February 14th

The day had arrived. All of my hard work and effort has finally come to this. I know in my gut that I'm doing the right thing, the right deed to heal a strong, yet lost girl's heart and save her from the hatred of the holiday of love and confession. I refuse to live out this day and never claim what was mine. If I did, I'll never consider myself as the 'Great Hanabusa' again, but just a simple-noble-vampire-loser at Cross Academy. From the past two days, witnessing her loneliness and despair truly opened my eyes, just when I thought there was nothing else new to learn about her. And if I couldn't save her, who in this world could? It's obvious that her mortal friends, even Yuuki, is too blind to see her pain since they'll all be too busy awaiting for us by the gates for chocolate exchanges. Normally, I would be happy to oblige for this event. But not anymore.

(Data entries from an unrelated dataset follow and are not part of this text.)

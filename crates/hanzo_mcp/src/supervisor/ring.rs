//! Bounded ring over the combined output stream of one child process.
//!
//! The ring holds the most recent bytes of the arrival-order interleave of
//! stdout and stderr. Offsets are absolute positions in that combined
//! stream; once bytes rotate out of the ring, readers fall back to the
//! spill files via the session's chunk index.

use std::collections::VecDeque;

#[derive(Debug)]
pub struct OutputRing {
    buf: VecDeque<u8>,
    start: u64,
    cap: usize,
}

impl OutputRing {
    pub fn new(cap: usize) -> Self {
        Self {
            buf: VecDeque::with_capacity(cap.min(64 * 1024)),
            start: 0,
            cap: cap.max(1),
        }
    }

    /// Append bytes, evicting from the front past capacity.
    pub fn push(&mut self, bytes: &[u8]) {
        self.buf.extend(bytes);
        if self.buf.len() > self.cap {
            let excess = self.buf.len() - self.cap;
            self.buf.drain(..excess);
            self.start += excess as u64;
        }
    }

    /// Absolute offset of the oldest byte still held.
    pub fn start_offset(&self) -> u64 {
        self.start
    }

    /// Absolute offset one past the newest byte.
    pub fn end_offset(&self) -> u64 {
        self.start + self.buf.len() as u64
    }

    /// Read from an absolute offset, up to `max` bytes. `None` when the
    /// offset has already rotated out.
    pub fn read_from(&self, offset: u64, max: usize) -> Option<Vec<u8>> {
        if offset < self.start {
            return None;
        }
        let skip = (offset - self.start) as usize;
        if skip >= self.buf.len() {
            return Some(Vec::new());
        }
        Some(self.buf.iter().skip(skip).take(max).copied().collect())
    }

    /// The trailing `n` bytes, for session previews.
    pub fn tail(&self, n: usize) -> Vec<u8> {
        let skip = self.buf.len().saturating_sub(n);
        self.buf.iter().skip(skip).copied().collect()
    }
}

#[cfg(test)]
mod tests {
    use super::*;

    #[test]
    fn push_and_read_without_eviction() {
        let mut ring = OutputRing::new(64);
        ring.push(b"hello ");
        ring.push(b"world");

        assert_eq!(ring.start_offset(), 0);
        assert_eq!(ring.end_offset(), 11);
        assert_eq!(ring.read_from(0, 1024).unwrap(), b"hello world");
        assert_eq!(ring.read_from(6, 1024).unwrap(), b"world");
    }

    #[test]
    fn eviction_advances_start_offset() {
        let mut ring = OutputRing::new(8);
        ring.push(b"0123456789abcdef");

        assert_eq!(ring.start_offset(), 8);
        assert_eq!(ring.end_offset(), 16);
        assert_eq!(ring.read_from(8, 1024).unwrap(), b"89abcdef");
        assert!(ring.read_from(4, 1024).is_none());
    }

    #[test]
    fn read_past_end_is_empty_not_none() {
        let mut ring = OutputRing::new(8);
        ring.push(b"abc");
        assert_eq!(ring.read_from(3, 16).unwrap(), b"");
    }

    #[test]
    fn read_respects_max() {
        let mut ring = OutputRing::new(64);
        ring.push(b"abcdefgh");
        assert_eq!(ring.read_from(0, 3).unwrap(), b"abc");
    }

    #[test]
    fn tail_returns_trailing_bytes() {
        let mut ring = OutputRing::new(64);
        ring.push(b"abcdefgh");
        assert_eq!(ring.tail(3), b"fgh");
        assert_eq!(ring.tail(100), b"abcdefgh");
    }
}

I finally understood what Yori said to me back in her room. I was so foolish. For my entire life, I've always relied on people to come to my feet, admiring over me, obsessing over me. I never glanced once at those who were below me, degradedly below my class of nobility. I've truly been an aristocratic, uptight, beautiful, and especially dangerous brat, like the rest of us creatures of the night. In other words, I've been a real pompous ass-hole in her eyes this whole time. Well, all of that changes here and now. Everything is finally making sense to me. I understand my new, deeper emotions for her. This isn't a game anymore. It's not a matter on who wins or loses, but to fight what was right. Yes, I have fallen in love with Yori Watabi. And I'm now proud and stronger to say it!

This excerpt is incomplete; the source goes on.